A: Prescribed Minimum Benefits (PMB) is a set of defined benefits enabling all medical scheme members to have access to certain minimum health services. This benefit is available to all patients, irrespective of the plan you have chosen. These conditions were identified to ensure that patients suffering from specific conditions are adequately covered by their respective medical aids for continuous, uninterrupted care. PMBs are a feature of the Medical Schemes Act, in terms of which medical schemes have to cover the costs related to the diagnosis, treatment and care of:
Emergency medical conditions
Limited set of 279 medical conditions defined in the Diagnosis Treatment Plan
25 Chronic conditions defined in the Chronic Disease List
Chronic Disease List:
Addison’s disease
Asthma
Bronchiectasis
Cardiac failure
Cardiomyopathy
Chronic obstructive pulmonary disorder
Chronic renal disease
Coronary artery disease
Crohn’s disease
Diabetes insipidus
Diabetes mellitus types 1 & 2
Dysrhythmias
Epilepsy
Glaucoma
Haemophilia
Hyperlipidaemia
Hypertension
Hypothyroidism
Multiple sclerosis
Parkinson’s disease
Rheumatoid arthritis
Schizophrenia
Systemic lupus erythematosus
Ulcerative colitis
Bipolar Mood Disorder
Q: Why are some chronic illnesses covered and some not?
A: The diseases that have been chosen are the most common, they are life-threatening, and are those for which cost-effective treatment would sustain and improve the quality of the member’s life.
Q: Can my scheme refuse to cover my medication? What if it is a different brand?
A: Yes, the medical scheme may refuse to cover a part of the expenses. Your scheme may draw up what is known as a formulary – a list of safe and effective medicines that can be prescribed to treat certain conditions. The scheme may state in its rules that it will only cover your medication in full if your doctor prescribes a drug on that formulary. Generally speaking, schemes expect their members to stick to the formulary medication. Often the medicines on the list will be generics – copies of the original brandname drug – that are less expensive but equally effective.

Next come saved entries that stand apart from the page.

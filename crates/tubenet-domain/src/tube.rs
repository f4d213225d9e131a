//! Tubes: interval enclosures of scalar trajectories.
//!
//! A [`Tube`] covers a bounded time domain `[t0, tn]` split into slices
//! `[t_k, t_{k+1}]`. Each slice carries an *envelope* enclosing the
//! trajectory over the whole slice; each boundary `t_k` carries a *gate*
//! enclosing the trajectory at that instant. Gates are always subsets of
//! their adjacent envelopes.

use std::cmp::Ordering;
use std::fmt;

use tubenet_core::{DomainError, DomainKind, Enclosure};

use crate::interval::Interval;

/// A sliced interval enclosure of a function `x: [t0, tn] → R`.
#[derive(Clone, Debug, PartialEq)]
pub struct Tube {
    /// `n + 1` strictly increasing slice boundaries.
    bounds: Vec<f64>,
    /// `n` slice envelopes.
    envelopes: Vec<Interval>,
    /// `n + 1` gates, one per boundary.
    gates: Vec<Interval>,
}

impl Tube {
    /// A tube over `tdomain` with slices of width `timestep` (the last
    /// slice may be shorter), every envelope set to `codomain`.
    pub fn new(tdomain: Interval, timestep: f64, codomain: Interval) -> Result<Self, DomainError> {
        if tdomain.is_empty() || tdomain.is_unbounded() || tdomain.is_degenerate() {
            return Err(DomainError::InvalidTimeDomain);
        }
        if !timestep.is_finite() || timestep <= 0.0 {
            return Err(DomainError::InvalidTimestep { value: timestep });
        }
        let mut bounds = vec![tdomain.lb()];
        let mut k = 1u64;
        loop {
            let t = tdomain.lb() + k as f64 * timestep;
            if t >= tdomain.ub() {
                break;
            }
            bounds.push(t);
            k += 1;
        }
        bounds.push(tdomain.ub());
        let n = bounds.len() - 1;
        Self::from_slices(bounds, vec![codomain; n])
    }

    /// A tube with explicit slice boundaries and envelopes.
    ///
    /// Gates are initialized to the intersection of adjacent envelopes.
    pub fn from_slices(bounds: Vec<f64>, envelopes: Vec<Interval>) -> Result<Self, DomainError> {
        if bounds.len() < 2 || bounds.iter().any(|t| !t.is_finite()) {
            return Err(DomainError::InvalidTimeDomain);
        }
        if bounds.windows(2).any(|w| w[0] >= w[1]) {
            return Err(DomainError::InvalidTimeDomain);
        }
        if envelopes.len() != bounds.len() - 1 {
            return Err(DomainError::DimensionMismatch {
                expected: bounds.len() - 1,
                actual: envelopes.len(),
            });
        }
        let n = envelopes.len();
        let gates = (0..=n)
            .map(|k| match k {
                0 => envelopes[0],
                k if k == n => envelopes[n - 1],
                k => envelopes[k - 1] & envelopes[k],
            })
            .collect();
        let mut tube = Self {
            bounds,
            envelopes,
            gates,
        };
        if tube.is_empty() {
            Enclosure::set_empty(&mut tube);
        }
        Ok(tube)
    }

    /// The time domain `[t0, tn]`.
    pub fn tdomain(&self) -> Interval {
        Interval::new(self.bounds[0], self.bounds[self.bounds.len() - 1])
    }

    /// Number of slices.
    pub fn nb_slices(&self) -> usize {
        self.envelopes.len()
    }

    /// Slice boundaries `t0 < t1 < … < tn`.
    pub fn bounds(&self) -> &[f64] {
        &self.bounds
    }

    /// Time domain of slice `k`.
    pub fn slice_tdomain(&self, k: usize) -> Interval {
        Interval::new(self.bounds[k], self.bounds[k + 1])
    }

    /// Envelope of slice `k`.
    pub fn envelope(&self, k: usize) -> Interval {
        self.envelopes[k]
    }

    /// Gate at boundary `k` (`0..=nb_slices()`).
    pub fn gate(&self, k: usize) -> Interval {
        self.gates[k]
    }

    /// All envelopes, in time order.
    pub fn envelopes(&self) -> &[Interval] {
        &self.envelopes
    }

    /// All gates, in time order.
    pub fn gates(&self) -> &[Interval] {
        &self.gates
    }

    /// Hull of all envelopes.
    pub fn codomain(&self) -> Interval {
        self.envelopes
            .iter()
            .fold(Interval::EMPTY, |acc, e| acc.hull(e))
    }

    /// Whether `self` and `other` share the same slice boundaries.
    pub fn same_slicing(&self, other: &Tube) -> bool {
        self.bounds == other.bounds
    }

    /// Index of the gate located exactly at `t`, if any.
    ///
    /// `-0.0` and `0.0` name the same instant.
    pub fn gate_index(&self, t: f64) -> Option<usize> {
        if t.is_nan() {
            return None;
        }
        self.bounds
            .binary_search_by(|b| b.partial_cmp(&t).unwrap_or(Ordering::Less))
            .ok()
    }

    /// Index of the slice containing `t`; the last slice owns `tn`.
    pub fn slice_index(&self, t: f64) -> Option<usize> {
        if !self.tdomain().contains(t) {
            return None;
        }
        let k = self.bounds.partition_point(|&b| b <= t);
        Some((k - 1).min(self.nb_slices() - 1))
    }

    /// Enclosure of `x(t)`: the gate if `t` is a boundary, otherwise the
    /// envelope of the slice containing `t`. Empty outside the time domain.
    pub fn eval(&self, t: f64) -> Interval {
        if let Some(g) = self.gate_index(t) {
            return self.gates[g];
        }
        match self.slice_index(t) {
            Some(k) => self.envelopes[k],
            None => Interval::EMPTY,
        }
    }

    /// Enclosure of `x([t])`: hull over every slice meeting `t`.
    pub fn eval_over(&self, t: &Interval) -> Interval {
        let t = t.intersect(&self.tdomain());
        if t.is_empty() {
            return Interval::EMPTY;
        }
        if t.is_degenerate() {
            return self.eval(t.lb());
        }
        (0..self.nb_slices())
            .filter(|&k| self.bounds[k] < t.ub() && self.bounds[k + 1] > t.lb())
            .fold(Interval::EMPTY, |acc, k| acc.hull(&self.envelopes[k]))
    }

    /// Split the slice containing `t` so that `t` becomes a boundary.
    ///
    /// Returns `Ok(false)` if `t` already is a boundary. The new gate is
    /// the envelope of the split slice.
    pub fn sample(&mut self, t: f64) -> Result<bool, DomainError> {
        if self.gate_index(t).is_some() {
            return Ok(false);
        }
        let k = self
            .slice_index(t)
            .ok_or(DomainError::TimeOutOfDomain { t })?;
        self.bounds.insert(k + 1, t);
        self.envelopes.insert(k + 1, self.envelopes[k]);
        self.gates.insert(k + 1, self.envelopes[k]);
        Ok(true)
    }

    /// Narrow the value at instant `t` by `y`, sampling the tube at `t`
    /// first if needed. Returns whether the gate changed.
    pub fn narrow_at(&mut self, t: f64, y: &Interval) -> Result<bool, DomainError> {
        self.sample(t)?;
        let g = self
            .gate_index(t)
            .ok_or(DomainError::TimeOutOfDomain { t })?;
        Ok(self.narrow_gate(g, y))
    }

    /// Narrow gate `k`. Emptiness empties the whole tube.
    pub fn narrow_gate(&mut self, k: usize, y: &Interval) -> bool {
        let changed = self.gates[k].narrow(y);
        if changed && self.gates[k].is_empty() {
            Enclosure::set_empty(self);
        }
        changed
    }

    /// Narrow envelope `k` and its two gates. Emptiness empties the whole tube.
    pub fn narrow_envelope(&mut self, k: usize, y: &Interval) -> bool {
        let mut changed = self.envelopes[k].narrow(y);
        if changed {
            let e = self.envelopes[k];
            changed |= self.gates[k].narrow(&e);
            changed |= self.gates[k + 1].narrow(&e);
            if self.is_empty() {
                Enclosure::set_empty(self);
            }
        }
        changed
    }

    /// Whether any envelope or gate is empty.
    pub fn is_empty(&self) -> bool {
        self.envelopes.iter().any(Interval::is_empty) || self.gates.iter().any(Interval::is_empty)
    }

    /// `Σ width·diam(envelope) + Σ diam(gate)`.
    ///
    /// Gates are counted so that contractions acting only on gates are
    /// observable.
    pub fn volume(&self) -> f64 {
        if self.is_empty() {
            return 0.0;
        }
        let envelopes: f64 = self
            .envelopes
            .iter()
            .enumerate()
            .map(|(k, e)| (self.bounds[k + 1] - self.bounds[k]) * e.diam())
            .sum();
        let gates: f64 = self.gates.iter().map(Interval::diam).sum();
        envelopes + gates
    }
}

impl Enclosure for Tube {
    fn kind(&self) -> DomainKind {
        DomainKind::Tube
    }

    fn is_empty(&self) -> bool {
        Tube::is_empty(self)
    }

    fn size(&self) -> f64 {
        self.volume()
    }

    fn narrow(&mut self, other: &Self) -> Result<bool, DomainError> {
        if !self.same_slicing(other) {
            return Err(DomainError::SlicingMismatch);
        }
        let mut changed = false;
        for k in 0..self.nb_slices() {
            changed |= self.narrow_envelope(k, &other.envelopes[k]);
        }
        for k in 0..self.gates.len() {
            changed |= self.narrow_gate(k, &other.gates[k]);
        }
        Ok(changed)
    }

    fn set_empty(&mut self) {
        self.envelopes.iter_mut().for_each(|e| *e = Interval::EMPTY);
        self.gates.iter_mut().for_each(|g| *g = Interval::EMPTY);
    }
}

impl fmt::Display for Tube {
    fn fmt(&self, f: &mut fmt::Formatter<'_>) -> fmt::Result {
        write!(
            f,
            "{}↦{}, {} slice{}",
            self.tdomain(),
            self.codomain(),
            self.nb_slices(),
            if self.nb_slices() == 1 { "" } else { "s" }
        )
    }
}

#[cfg(test)]
mod tests {
    use super::*;

    fn tube_0_10() -> Tube {
        Tube::new(Interval::new(0.0, 10.0), 1.0, Interval::new(0.0, 10.0)).unwrap()
    }

    #[test]
    fn uniform_slicing() {
        let x = tube_0_10();
        assert_eq!(x.nb_slices(), 10);
        assert_eq!(x.tdomain(), Interval::new(0.0, 10.0));
        assert_eq!(x.slice_tdomain(3), Interval::new(3.0, 4.0));
        assert_eq!(x.gate_index(2.0), Some(2));
        assert_eq!(x.gate_index(2.5), None);
        assert_eq!(x.slice_index(2.5), Some(2));
        assert_eq!(x.slice_index(10.0), Some(9));
        assert_eq!(x.slice_index(11.0), None);
    }

    #[test]
    fn negative_zero_is_the_initial_gate() {
        let mut x = Tube::new(Interval::new(0.0, 4.0), 1.0, Interval::new(0.0, 10.0)).unwrap();
        assert_eq!(x.gate_index(-0.0), Some(0));
        assert_eq!(x.gate_index(f64::NAN), None);
        assert!(!x.sample(-0.0).unwrap());
        assert_eq!(x.nb_slices(), 4);
        assert!(x.narrow_at(-0.0, &Interval::point(5.0)).unwrap());
        assert_eq!(x.eval(0.0), Interval::point(5.0));
        assert!(x.bounds().windows(2).all(|w| w[0] < w[1]));
    }

    #[test]
    fn last_slice_may_be_shorter() {
        let x = Tube::new(Interval::new(0.0, 1.0), 0.4, Interval::ALL_REALS).unwrap();
        assert_eq!(x.nb_slices(), 3);
        assert_eq!(x.bounds()[3], 1.0);
    }

    #[test]
    fn invalid_construction() {
        assert_eq!(
            Tube::new(Interval::new(0.0, 0.0), 1.0, Interval::ALL_REALS),
            Err(DomainError::InvalidTimeDomain)
        );
        assert_eq!(
            Tube::new(Interval::new(0.0, 1.0), 0.0, Interval::ALL_REALS),
            Err(DomainError::InvalidTimestep { value: 0.0 })
        );
        assert!(Tube::from_slices(vec![0.0, 1.0], vec![]).is_err());
        assert!(Tube::from_slices(vec![1.0, 0.0], vec![Interval::ALL_REALS]).is_err());
    }

    #[test]
    fn narrow_at_gate_does_not_resample() {
        let mut x = tube_0_10();
        let changed = x.narrow_at(2.0, &Interval::point(5.0)).unwrap();
        assert!(changed);
        assert_eq!(x.nb_slices(), 10);
        assert_eq!(x.eval(2.0), Interval::point(5.0));
        assert_eq!(x.eval(2.5), Interval::new(0.0, 10.0));
    }

    #[test]
    fn narrow_at_between_gates_samples() {
        let mut x = tube_0_10();
        assert!(x.narrow_at(2.5, &Interval::new(4.0, 6.0)).unwrap());
        assert_eq!(x.nb_slices(), 11);
        assert_eq!(x.eval(2.5), Interval::new(4.0, 6.0));
        assert_eq!(
            x.narrow_at(12.0, &Interval::point(0.0)),
            Err(DomainError::TimeOutOfDomain { t: 12.0 })
        );
    }

    #[test]
    fn eval_over_takes_hull_of_slices() {
        let bounds = vec![0.0, 1.0, 2.0, 3.0];
        let envs = vec![
            Interval::new(0.0, 1.0),
            Interval::new(1.0, 2.0),
            Interval::new(2.0, 3.0),
        ];
        let x = Tube::from_slices(bounds, envs).unwrap();
        assert_eq!(x.eval_over(&Interval::new(0.5, 1.5)), Interval::new(0.0, 2.0));
        assert_eq!(x.eval_over(&Interval::new(1.0, 2.0)), Interval::new(1.0, 2.0));
        assert_eq!(x.eval_over(&Interval::new(5.0, 6.0)), Interval::EMPTY);
        assert_eq!(x.gate(1), Interval::point(1.0));
    }

    #[test]
    fn envelope_narrowing_narrows_gates() {
        let mut x = tube_0_10();
        assert!(x.narrow_envelope(0, &Interval::new(1.0, 2.0)));
        assert_eq!(x.gate(0), Interval::new(1.0, 2.0));
        assert_eq!(x.gate(1), Interval::new(1.0, 2.0));
        assert_eq!(x.gate(2), Interval::new(0.0, 10.0));
    }

    #[test]
    fn empty_gate_empties_tube() {
        let mut x = tube_0_10();
        x.narrow_gate(3, &Interval::new(20.0, 30.0));
        assert!(x.is_empty());
        assert!(x.envelope(0).is_empty());
        assert_eq!(x.volume(), 0.0);
    }

    #[test]
    fn volume_counts_envelopes_and_gates() {
        let x = Tube::new(Interval::new(0.0, 2.0), 1.0, Interval::new(0.0, 1.0)).unwrap();
        // 2 slices of width 1 and diam 1, 3 gates of diam 1.
        assert_eq!(x.volume(), 5.0);
    }

    #[test]
    fn narrow_requires_same_slicing() {
        let mut x = tube_0_10();
        let y = Tube::new(Interval::new(0.0, 10.0), 2.0, Interval::ALL_REALS).unwrap();
        assert_eq!(
            Enclosure::narrow(&mut x, &y),
            Err(DomainError::SlicingMismatch)
        );
        let z = Tube::new(Interval::new(0.0, 10.0), 1.0, Interval::new(2.0, 3.0)).unwrap();
        assert!(Enclosure::narrow(&mut x, &z).unwrap());
        assert_eq!(x.codomain(), Interval::new(2.0, 3.0));
    }
}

If you want to use a brandname medicine that is not on the list, your medical scheme may foot only part of the bill and you will have to pay either the difference between the price of the medication you use and the one on the formulary, or a percentage co-payment as registered in the scheme rules. If you suffer from specific side-effects from drugs on the formulary, or if substituting a drug on the formulary with one you are currently taking affects your health detrimentally, you can put your case to your medical scheme and ask the scheme to pay for your medicine. You can also appeal to the scheme if the formulary drug is ineffective and does not have the desired effect. If your treating doctor can provide the necessary proof and the scheme agrees that you suffer from side-effects, or that the drug is ineffective, then the scheme must give you an alternative and pay for it in full.
Q: Can my scheme still set a chronic medicine limit?
A: Yes, your scheme can set a limit for your chronic medicine benefit. Any chronic medication you claim for will then reduce that limit, regardless of whether or not it is one of the PMB chronic conditions. However, if you exhaust your chronic medicine limit, your scheme will have to continue paying for any chronic medication you obtain from its DSP for a PMB condition.